La certification répond à un cahier de charge encore plus pointu. Cette
démarche sera accompagnée d’une réglementation souple et adapté. Nous
envisageons aussi, la révision de la TVA pour l’importation de certains
équipements pour faciliter le travail des promoteurs. L’urgence et de
répondre aux besoins des prestataires et veiller à ce que cela soit plus
facile et efficace dans la rigueur et la sécurité totale pour nos patients
et les patients étrangers. »
résume le directeur général de la santé
publique

Les projets vont d’ailleurs bon train. La Tunisie a entamé un ambitieux
programme pour conforter sa position de centre international d’expertise.

A titre d’exemple, Bled el Ward (la cité des roses, ancienne dénomination
de l’Ariana) est un projet qui s’inscrit parfaitement dans cette stratégie.
Al Maabar Company, consortium constitué des cinq plus grandes sociétés
immobilières d’Abu Dhabi, finance un projet colossal, à hauteur de plus de
10 milliards de dollars sur 20 ans et qui est axé, entre autres, sur
l’édification d’une cité de santé de premier ordre et d’envergure
internationale : centre de recherches médicales équipé de matériel
ultramoderne, structures spécialisées, facultés de médecine, cliniques off
shore, … .

Le Ministre de la Santé a confirmé, que les négociations vont bon train
concernant le projet de coopération mixte tuniso-japonaise pour la création
du premier hôpital privé en Tunisie.
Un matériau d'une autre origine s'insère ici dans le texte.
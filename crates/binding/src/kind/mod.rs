//! Per-kind value semantics.
//!
//! A [`FieldKind`] knows which declared types it can display, how widget
//! text maps to a typed value and back, and the kind specific part of the
//! standard validation. The binding protocol itself lives in
//! [`crate::field::BoundField`] and is identical for every kind.

mod boolean;
mod date;
mod enumeration;
mod integer;
mod numeric;
mod text;
mod uri;

pub use boolean::BooleanKind;
pub use date::DateKind;
pub use enumeration::EnumKind;
pub use integer::IntegerKind;
pub use numeric::NumericKind;
pub use text::TextKind;
pub use uri::UriKind;

use std::fmt;

use metaform_types::{FieldMetadata, FieldValue, ValidationIssue, ValueType};

/// Value semantics of one widget family.
pub trait FieldKind {
    type Value: Clone + PartialEq + fmt::Debug;

    /// Declared types this kind accepts. `Enum` entries match any enumeration.
    const VALID_TYPES: &'static [ValueType];

    /// Short name used in diagnostics.
    const NAME: &'static str;

    /// Build the kind for an already type-checked node.
    fn from_metadata(metadata: &FieldMetadata) -> Self
    where
        Self: Sized;

    /// Value shown before the first `Loading`.
    fn initial_value(&self) -> Option<Self::Value> {
        None
    }

    /// Parse widget text. `Ok(None)` is a null value.
    fn parse(&self, text: &str) -> Result<Option<Self::Value>, String>;

    /// Widget text for a value; `None` renders as empty.
    fn display(&self, value: Option<&Self::Value>) -> String;

    fn to_field_value(&self, value: &Self::Value) -> FieldValue;

    /// Convert a dynamic value. Returns the value back when it can't be represented.
    fn from_field_value(&self, value: FieldValue) -> Result<Self::Value, FieldValue>;

    /// Kind specific checks on a present value.
    fn check(&self, value: &FieldValue) -> Result<(), ValidationIssue>;
}

/// Returns `true` when `declared` is one of `K::VALID_TYPES`.
pub fn accepts<K: FieldKind>(declared: &ValueType) -> bool {
    K::VALID_TYPES.iter().any(|accepted| declared.is_compatible_with(accepted))
}

/// Comma separated list of accepted type names.
pub fn accepted_names<K: FieldKind>() -> String {
    K::VALID_TYPES
        .iter()
        .map(ValueType::name)
        .collect::<Vec<_>>()
        .join(", ")
}

/// Empty (or blank) text is a null value when the format allows nulls.
pub(crate) fn is_null_text(text: &str, supports_nulls: bool) -> bool {
    supports_nulls && text.trim().is_empty()
}

#[cfg(test)]
mod tests {
    use super::*;

    #[test]
    fn accepts_matches_declared_types() {
        assert!(accepts::<NumericKind>(&ValueType::BigDecimal));
        assert!(!accepts::<NumericKind>(&ValueType::String));
        assert!(accepts::<EnumKind>(&ValueType::Enum(vec!["A".into()])));
        assert!(accepts::<UriKind>(&ValueType::String));
    }

    #[test]
    fn accepted_names_lists_types() {
        assert_eq!(accepted_names::<BooleanKind>(), "boolean");
        assert_eq!(accepted_names::<TextKind>(), "string, char, uri");
    }
}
Le groupe hospitalier Tokushukai
Medical envisage, de mettre en place le premier hôpital pluridisciplinaire
du genre en Afrique et dans le monde arabe. Son cout est estimé à 65
millions de dinars (37 millions d’euros). Il vise à employer 750 personnes,
dont 80 médecins et 500 cadres paramédicaux. Cet hôpital aura une capacité
initiale de 400 lits. Le groupe hospitalier nippon est le premier groupe,
sur le plan quantitatif au niveau des institutions médicales privées au
japon. Il est le troisième groupe hospitalier dans le monde.

D’autre part, cette politique s’adosse surtout, à de solides acquis. La
Tunisie a élaboré une politique sanitaire efficace au lendemain de son
indépendance. Elle affiche aujourd’hui des indicateurs de santé très
performants.

L’espérance de vie y atteint 74 ans en 2007, alors qu’elle n’était que de
51 ans en 1966. Le taux de la mortalité infantile est passé en dessous de la
barre des 18,8% pour 1000 accouchements. Le taux de vaccination a atteint
97% et l’on décompte un médecin pour 900 habitants. En 2005, l’OMS a classé
la Tunisie 52eme mondial (sur 190 pays) en termes de performances globales
de systèmes de santé nationales.

La politique de santé en Tunisie a surtout contribué à la création d’un
plateau technique et de savoir faire incontestable. Les compétences
tunisiennes sont à ce titre, recherchées dans les pays du Moyen orient, en
Afrique du sud et même en Europe, où souvent, les médecins sont retenus par
des offres alléchantes. Il est à noter, qu’en termes de formation, le pays
est quasiment autosuffisant.

La fuite des compétences est un épineux problème, mais les médecins à
l’étranger diffusent l’image de marque de la Tunisie. Ils reflètent aussi de
la qualité des études médicales et paramédicales qui y sont assurés.